Robbenfett und vorgekauten Fisch zu fressen, bekommt ihm nicht gut, musste sich Kallik eingestehen. Er braucht Milch. Die Erkenntnis brach sich aus ihrem tiefsten Innern heraus Bahn, und doch versuchte sie mit aller Macht, sie gleich wieder zurückzudrängen. Ich liebe ihn so sehr, ich muss es doch schaffen, ihn zu versorgen. Wenn er älter ist und keine Milch mehr braucht, wird’s ihm besser gehen. Bis dahin müssen wir einfach durchhalten.
»Kallik!«
Kallik zuckte zusammen, als sie Yakones Stimme hörte. Sie hob den Kopf und sah den jungen Bären weiter oben auf der Klippe stehen und zu ihr herunterblicken. Unauffällig schob sie eine Ladung Schnee vor Kissimis Höhle, um ihn vor Yakones Blicken zu verbergen.
»He!
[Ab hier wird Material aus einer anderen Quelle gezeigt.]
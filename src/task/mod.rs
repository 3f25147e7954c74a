//! Task engine: hierarchical, cancellable work with live progress.
//!
//! A [`Task`] wraps a work function and runs it once under an explicit
//! [`TaskContext`]. While it runs, the work function reports through its
//! [`TaskScope`]; views observe through a [`TaskHandle`]:
//! - progress and the two message lines are conflated (latest value wins)
//! - independent sub-tasks are published in spawn order, never coalesced
//! - a main sub-task drives the parent's own progress and messages
//!
//! Termination always runs the finalizer: done message resolved, progress
//! forced to 1.0, all of the task's streams closed.

mod context;
mod handle;
mod progress;
mod scope;
#[allow(clippy::module_inception)]
mod task;
mod types;

pub use context::TaskContext;
pub use handle::TaskHandle;
pub use scope::TaskScope;
pub use task::{DoneMessagePolicy, Task};
pub use types::{TaskError, TaskId, TaskKind, TaskOutcome, TaskSnapshot, TaskStatus};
Kalt!«, protestierte Kissimi.
»Du musst jetzt ganz still sein«, zischte Kallik ihm zu. »Ich komme bald wieder und hole dich.«
Überzeugt, dass das Junge gut versteckt war, sprang sie davon, um am Rande des Strandes mit Yakone zusammenzutreffen. Der Jungbär starrte mit glänzenden Augen über die gefrorene Bucht, das Maul weit offen vor Staunen.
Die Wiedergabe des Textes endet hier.